--- AVAILABLE RECORDS ---
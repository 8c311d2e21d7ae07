//! Environment variable expansion for rule and settings files.
//!
//! Rule files are expanded before JSON parsing, so references work anywhere
//! in the document:
//!
//! - `${VAR}` is replaced with the value of VAR, and errors when unset
//! - `${VAR:-default}` falls back to `default` when VAR is unset or empty
//!
//! A default value cannot contain `}`.

use std::borrow::Cow;

use anyhow::{bail, Result};

/// Expand every `${...}` reference in `text`. Returns the input unchanged
/// (and unallocated) when it contains none.
pub fn expand_env_vars(text: &str) -> Result<Cow<'_, str>> {
    if !text.contains("${") {
        return Ok(Cow::Borrowed(text));
    }

    let mut out = String::with_capacity(text.len());
    let mut rest = text;
    while let Some(at) = rest.find("${") {
        out.push_str(&rest[..at]);
        let after = &rest[at + 2..];
        let Some(close) = after.find('}') else {
            bail!(
                "unclosed environment variable reference: ${{{}",
                &after[..after.len().min(20)]
            );
        };
        out.push_str(&expand_one(&after[..close])?);
        rest = &after[close + 1..];
    }
    out.push_str(rest);
    Ok(Cow::Owned(out))
}

fn expand_one(content: &str) -> Result<String> {
    if let Some((name, default)) = content.split_once(":-") {
        validate_var_name(name)?;
        return match std::env::var(name) {
            Ok(value) if !value.is_empty() => Ok(value),
            _ => Ok(default.to_string()),
        };
    }
    validate_var_name(content)?;
    match std::env::var(content) {
        Ok(value) => Ok(value),
        Err(_) => bail!(
            "environment variable '{content}' is not set; \
             use ${{{content}:-default}} to provide a fallback"
        ),
    }
}

fn validate_var_name(name: &str) -> Result<()> {
    let mut chars = name.chars();
    match chars.next() {
        None => bail!("empty environment variable name in ${{}}"),
        Some(c) if !c.is_ascii_alphabetic() && c != '_' => {
            bail!("invalid environment variable name '{name}': must start with a letter or underscore")
        }
        Some(_) => {}
    }
    if let Some(c) = chars.find(|c| !c.is_ascii_alphanumeric() && *c != '_') {
        bail!("invalid environment variable name '{name}': contains '{c}'");
    }
    Ok(())
}
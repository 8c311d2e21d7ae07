//! Scope-aware matching and rule resolution for tagscan.
//!
//! This crate is I/O free: callers hand it file text and a rule set, it
//! hands back match records. The pipeline per file is
//! [`SourceView`](source::SourceView) construction,
//! [`CompiledRule`](rules::CompiledRule) evaluation, then whole-corpus
//! resolution via [`resolve`](resolve::resolve).

pub mod cancel;
pub mod clause;
pub mod language;
pub mod process;
pub mod resolve;
pub mod rules;
pub mod source;
pub mod within;

pub use cancel::{CancelToken, Cancelled};
pub use clause::{Capture, Clause, ClauseOutcome};
pub use language::Language;
pub use process::{process_file, ScanMatch};
pub use resolve::resolve;
pub use rules::{validate, CompiledRule, CompiledRuleSet, RuleIssue, RulesError};
pub use source::{Location, SourceView};
pub use within::{WithinClause, WithinMode};
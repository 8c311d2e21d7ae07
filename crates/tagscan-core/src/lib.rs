//! Scan orchestration for tagscan: file enumeration, the worker pool,
//! report assembly, rule verification, and text rendering.

pub mod render;
pub mod scan;
pub mod verify;

pub use render::{render_scan_text, render_verify_text};
pub use scan::{ScanError, ScanRequest, Scanner};
pub use verify::verify_rules;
---
• _WHAT YOU NEED TO DO_:
Write out only the lines that run from the line containing "the input unchanged" through the line containing "out.push_str(&rest[..at]);", both included, exactly as they appear above.

• _RESPONSE TO THE EXERCISE_:
/// Expand every `${...}` reference in `text`. Returns the input unchanged
/// (and unallocated) when it contains none.
pub fn expand_env_vars(text: &str) -> Result<Cow<'_, str>> {
    if !text.contains("${") {
        return Ok(Cow::Borrowed(text));
    }

    let mut out = String::with_capacity(text.len());
    let mut rest = text;
    while let Some(at) = rest.find("${") {
        out.push_str(&rest[..at]);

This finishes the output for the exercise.